CAS Key Laboratory of Chemistry of Northwestern Plant Resources and Key Laboratory for Natural Medicine of Gansu Province, Lanzhou Institute of Chemical Physics , Chinese Academy of Sciences (CAS) , Lanzhou 730000 , P. R. China.
ACS Appl Mater Interfaces. 2018 Jun 27;10(25):21149-21159. doi: 10.1021/acsami.8b05170. Epub 2018 Jun 18.

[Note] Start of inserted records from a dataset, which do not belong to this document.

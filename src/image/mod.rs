//! Firmware image store
//!
//! An SCP controller's flash is split into banks, each mapped at a fixed address window.
//! Which banks exist, and how large bank 1 is, depends on the [RomVariant]:
//!
//! | Variant | Banks (address, length) |
//! |---|---|
//! | Small (88k) | bank 1 (0x12000, 0x8000), bank 8 (0x82000, 0xE000) |
//! | Medium (112k) | bank 1 (0x12000, 0xE000), bank 8 (0x82000, 0xE000) |
//! | Large (216k) | bank 0 (0x02000, 0xE000), bank 1 (0x12000, 0xC000), bank 9 (0x92000, 0xE000), bank 8 (0x82000, 0xE000) |
//!
//! Every variant additionally has bank 0xFE at 0xFE2000, which is addressable but never
//! transferred, exported or checksummed.

pub mod identity;

use std::ops::Range;

use log::debug;
use strum_macros::{Display, EnumIter};

pub use identity::IdentityBlock;
use identity::IDENTITY_BLOCK_LEN;

use crate::{ReflashError, ReflashResult};

/// Detected PCM memory configuration
#[derive(Debug, Copy, Clone, PartialEq, Eq, PartialOrd, Ord, Hash, EnumIter, Display)]
#[cfg_attr(feature = "serde", derive(serde::Serialize, serde::Deserialize))]
pub enum RomVariant {
    /// 88k flash
    Small,
    /// 112k flash
    Medium,
    /// 216k flash
    Large,
}

/// Memory bank of a firmware image
#[derive(Debug, Copy, Clone, PartialEq, Eq, PartialOrd, Ord, Hash, EnumIter)]
#[cfg_attr(feature = "serde", derive(serde::Serialize, serde::Deserialize))]
pub enum Bank {
    /// Bank 0
    Bank0,
    /// Bank 1
    Bank1,
    /// Bank 8
    Bank8,
    /// Bank 9
    Bank9,
    /// Bank 0xFE
    BankFE,
}

/// Every bank other than bank 1 has this length
const BANK_LEN: usize = 0xE000;

impl Bank {
    /// Bank number
    pub fn id(&self) -> u8 {
        match self {
            Bank::Bank0 => 0,
            Bank::Bank1 => 1,
            Bank::Bank8 => 8,
            Bank::Bank9 => 9,
            Bank::BankFE => 0xFE,
        }
    }

    /// Start address of the bank's window
    pub fn base_address(&self) -> u32 {
        match self {
            Bank::Bank0 => 0x0_2000,
            Bank::Bank1 => 0x1_2000,
            Bank::Bank8 => 0x8_2000,
            Bank::Bank9 => 0x9_2000,
            Bank::BankFE => 0xFE_2000,
        }
    }

    fn index(&self) -> usize {
        *self as usize
    }
}

impl RomVariant {
    /// Size code the PCM uses for this variant (flash size in kB)
    pub fn size_code(&self) -> u8 {
        match self {
            RomVariant::Small => 0x58,
            RomVariant::Medium => 0x70,
            RomVariant::Large => 0xD8,
        }
    }

    /// Length of bank `bank`, or `None` if the bank doesn't exist in this variant
    pub fn bank_len(&self, bank: Bank) -> Option<usize> {
        match (self, bank) {
            (RomVariant::Small, Bank::Bank1) => Some(0x8000),
            (RomVariant::Medium, Bank::Bank1) => Some(0xE000),
            (RomVariant::Large, Bank::Bank1) => Some(0xC000),
            (RomVariant::Large, Bank::Bank0 | Bank::Bank9) => Some(BANK_LEN),
            (_, Bank::Bank8 | Bank::BankFE) => Some(BANK_LEN),
            _ => None,
        }
    }

    /// Banks holding firmware, in transfer and export order
    pub fn layout(&self) -> &'static [Bank] {
        match self {
            RomVariant::Small | RomVariant::Medium => &[Bank::Bank1, Bank::Bank8],
            RomVariant::Large => &[Bank::Bank0, Bank::Bank1, Bank::Bank9, Bank::Bank8],
        }
    }

    /// Byte ranges (bank, bytes from the start of the bank) summed by the whole image checksum
    pub fn checksum_ranges(&self) -> &'static [(Bank, usize)] {
        match self {
            RomVariant::Small => &[(Bank::Bank1, 0x8000), (Bank::Bank8, 0xE000)],
            RomVariant::Medium => &[(Bank::Bank1, 0xDF80), (Bank::Bank8, 0xE000)],
            RomVariant::Large => &[
                (Bank::Bank0, 0xE000),
                (Bank::Bank1, 0xC000),
                (Bank::Bank8, 0xE000),
                (Bank::Bank9, 0xDF80),
            ],
        }
    }

    /// Address read when probing for this variant
    pub fn probe_address(&self) -> u32 {
        match self {
            RomVariant::Small => 0x01_9FFC,
            RomVariant::Medium => 0x01_FFFC,
            RomVariant::Large => 0x09_FF00,
        }
    }

    /// Probe order: largest layout first, since smaller layouts' probe
    /// addresses are also readable on larger controllers
    pub fn probe_order() -> [RomVariant; 3] {
        [RomVariant::Large, RomVariant::Medium, RomVariant::Small]
    }

    /// Address of the identity block
    pub fn identity_address(&self) -> u32 {
        match self {
            RomVariant::Small => 0x01_9F00,
            RomVariant::Medium => 0x01_FF00,
            RomVariant::Large => 0x09_FF00,
        }
    }

    /// Bank holding the identity block
    pub fn identity_bank(&self) -> Bank {
        match self {
            RomVariant::Small | RomVariant::Medium => Bank::Bank1,
            RomVariant::Large => Bank::Bank9,
        }
    }

    /// Length of the exported firmware file
    pub fn image_len(&self) -> usize {
        self.layout().iter().filter_map(|b| self.bank_len(*b)).sum()
    }

    fn from_image_len(len: usize) -> Option<Self> {
        use strum::IntoEnumIterator;
        RomVariant::iter().find(|v| v.image_len() == len)
    }

    fn diablo_padding(&self) -> usize {
        match self {
            RomVariant::Small => 0x22000,
            RomVariant::Medium => 0x1C000,
            RomVariant::Large => 0x2000,
        }
    }
}

/// Firmware image of one PCM, split into banks
#[derive(Clone, PartialEq, Eq)]
pub struct FirmwareImage {
    variant: RomVariant,
    banks: [Vec<u8>; 5],
    identity: IdentityBlock,
}

impl std::fmt::Debug for FirmwareImage {
    fn fmt(&self, f: &mut std::fmt::Formatter<'_>) -> std::fmt::Result {
        f.debug_struct("FirmwareImage")
            .field("variant", &self.variant)
            .field("checksum", &format_args!("0x{:08X}", self.checksum()))
            .field("identity", &self.identity)
            .finish()
    }
}

impl FirmwareImage {
    /// Creates an all zero image for a variant
    pub fn new(variant: RomVariant) -> Self {
        let banks = [Bank::Bank0, Bank::Bank1, Bank::Bank8, Bank::Bank9, Bank::BankFE]
            .map(|b| vec![0u8; variant.bank_len(b).unwrap_or(0)]);
        let mut image = Self {
            variant,
            banks,
            identity: IdentityBlock::default(),
        };
        image.refresh_identity();
        image
    }

    /// Memory layout of the image
    pub fn variant(&self) -> RomVariant {
        self.variant
    }

    /// Contents of a bank, or `None` if the bank doesn't exist in this variant
    pub fn bank(&self, bank: Bank) -> Option<&[u8]> {
        self.variant.bank_len(bank).map(|_| self.banks[bank.index()].as_slice())
    }

    // Resolves an address range to a single bank
    fn resolve(&self, address: u32, len: usize) -> ReflashResult<(Bank, Range<usize>)> {
        let end = address as u64 + len as u64;
        for bank in [Bank::Bank0, Bank::Bank1, Bank::Bank8, Bank::Bank9, Bank::BankFE] {
            let Some(bank_len) = self.variant.bank_len(bank) else {
                continue;
            };
            let base = bank.base_address() as u64;
            if address as u64 >= base && end <= base + bank_len as u64 {
                let offset = (address as u64 - base) as usize;
                return Ok((bank, offset..offset + len));
            }
        }
        Err(ReflashError::BoundsError { address, len })
    }

    /// Reads `len` bytes starting at `address`. The range must lie within one bank
    pub fn read_bytes(&self, address: u32, len: usize) -> ReflashResult<&[u8]> {
        let (bank, range) = self.resolve(address, len)?;
        Ok(&self.banks[bank.index()][range])
    }

    /// Writes `data` starting at `address`. The range must lie within one bank.
    ///
    /// Writes reaching into the identity block window refresh [FirmwareImage::identity_block]
    pub fn write_bytes(&mut self, address: u32, data: &[u8]) -> ReflashResult<()> {
        let (bank, range) = self.resolve(address, data.len())?;
        self.banks[bank.index()][range].copy_from_slice(data);
        if bank == self.variant.identity_bank()
            && address as u64 + data.len() as u64 > self.variant.identity_address() as u64
        {
            self.refresh_identity();
        }
        Ok(())
    }

    fn refresh_identity(&mut self) {
        let (bank, range) = match self.resolve(self.variant.identity_address(), IDENTITY_BLOCK_LEN) {
            Ok(r) => r,
            Err(_) => return,
        };
        let mut raw = [0u8; IDENTITY_BLOCK_LEN];
        raw.copy_from_slice(&self.banks[bank.index()][range]);
        self.identity = IdentityBlock::from_raw(raw);
    }

    /// Identity block embedded in the image
    pub fn identity_block(&self) -> &IdentityBlock {
        &self.identity
    }

    /// Replaces the identity block, writing it into the image
    pub fn set_identity_block(&mut self, block: IdentityBlock) -> ReflashResult<()> {
        let address = self.variant.identity_address();
        self.write_bytes(address, block.as_bytes())
    }

    /// Whole image checksum: unsigned sum of the bytes in [RomVariant::checksum_ranges]
    pub fn checksum(&self) -> u32 {
        self.variant
            .checksum_ranges()
            .iter()
            .flat_map(|(bank, len)| self.banks[bank.index()][..*len].iter())
            .fold(0u32, |acc, b| acc.wrapping_add(*b as u32))
    }

    /// Exports the firmware banks concatenated in [RomVariant::layout] order
    pub fn to_bin(&self) -> Vec<u8> {
        let mut out = Vec::with_capacity(self.variant.image_len());
        for bank in self.variant.layout() {
            out.extend_from_slice(&self.banks[bank.index()]);
        }
        out
    }

    /// Imports a file produced by [FirmwareImage::to_bin]. The variant is detected from the file length
    pub fn from_bin(data: &[u8]) -> ReflashResult<Self> {
        let variant =
            RomVariant::from_image_len(data.len()).ok_or(ReflashError::ImageSizeUnknown(data.len()))?;
        debug!("Loading {variant} firmware image, {} bytes", data.len());
        let mut image = Self::new(variant);
        let mut offset = 0;
        for bank in variant.layout() {
            let len = variant.bank_len(*bank).unwrap_or(0);
            image.write_bytes(bank.base_address(), &data[offset..offset + len])?;
            offset += len;
        }
        Ok(image)
    }

    /// Exports the alternate layout: bank 8, bank 1, zero padding, then bank 0 and bank 9 on the
    /// large variant. Every variant produces a file of the same length
    pub fn to_diablo_bin(&self) -> Vec<u8> {
        let mut out = Vec::new();
        out.extend_from_slice(&self.banks[Bank::Bank8.index()]);
        out.extend_from_slice(&self.banks[Bank::Bank1.index()]);
        out.resize(out.len() + self.variant.diablo_padding(), 0);
        if self.variant == RomVariant::Large {
            out.extend_from_slice(&self.banks[Bank::Bank0.index()]);
            out.extend_from_slice(&self.banks[Bank::Bank9.index()]);
        }
        out
    }
}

The development of codelivery systems for combination therapy that can load different drugs in a single carrier and precisely deliver payloads (ratio and administration time) via programmable administration has proven to be challenging. By taking advantage of the increased dimension or space from particle self-assembly approach, we have developed a prodrug-based cascade self-assembly strategy to construct a supramolecular hydrogel that can load different drugs in stages yet temporally/spatially release drugs by cascade disassembly of supramolecular hydrogel under different microenvironments. The cascade self-assembly mechanism has been investigated in detail by morphology evolution of prodrug micelles. Using tumor cell uptake, cytotoxicity assay, and a tumor-bearing animal model, the effectiveness of the prodrug micelle-based cascade self-assembly system was studied, such as loading, controlling the drug ratio, and the administration time for possible therapeutic applications. These studies fully demonstrate the proof of concept and open up an attractive new way to construct multidrug-loaded carriers for combination therapy.
载药系统的发展对于联合治疗具有重要意义,它可以将不同的药物装载在单一载体中,并通过可编程的给药方式精确地输送药物(比例和给药时间)。利用自组装颗粒增加维度或空间的优势,我们开发了一种基于前药的级联自组装策略,构建了一种超分子水凝胶,该水凝胶可以分阶段装载不同的药物,并通过在不同微环境下级联解超分子水凝胶来实现药物的时空释放。通过前药胶束的形态演变详细研究了级联自组装机制。通过肿瘤细胞摄取、细胞毒性测定和荷瘤动物模型研究了前药胶束为基础的级联自组装系统的有效性,例如装载、控制药物比例以及给药时间等,以满足可能的治疗应用。这些研究充分证明了该概念的可行性,并为构建用于联合治疗的多药物载体提供了一种有吸引力的新方法。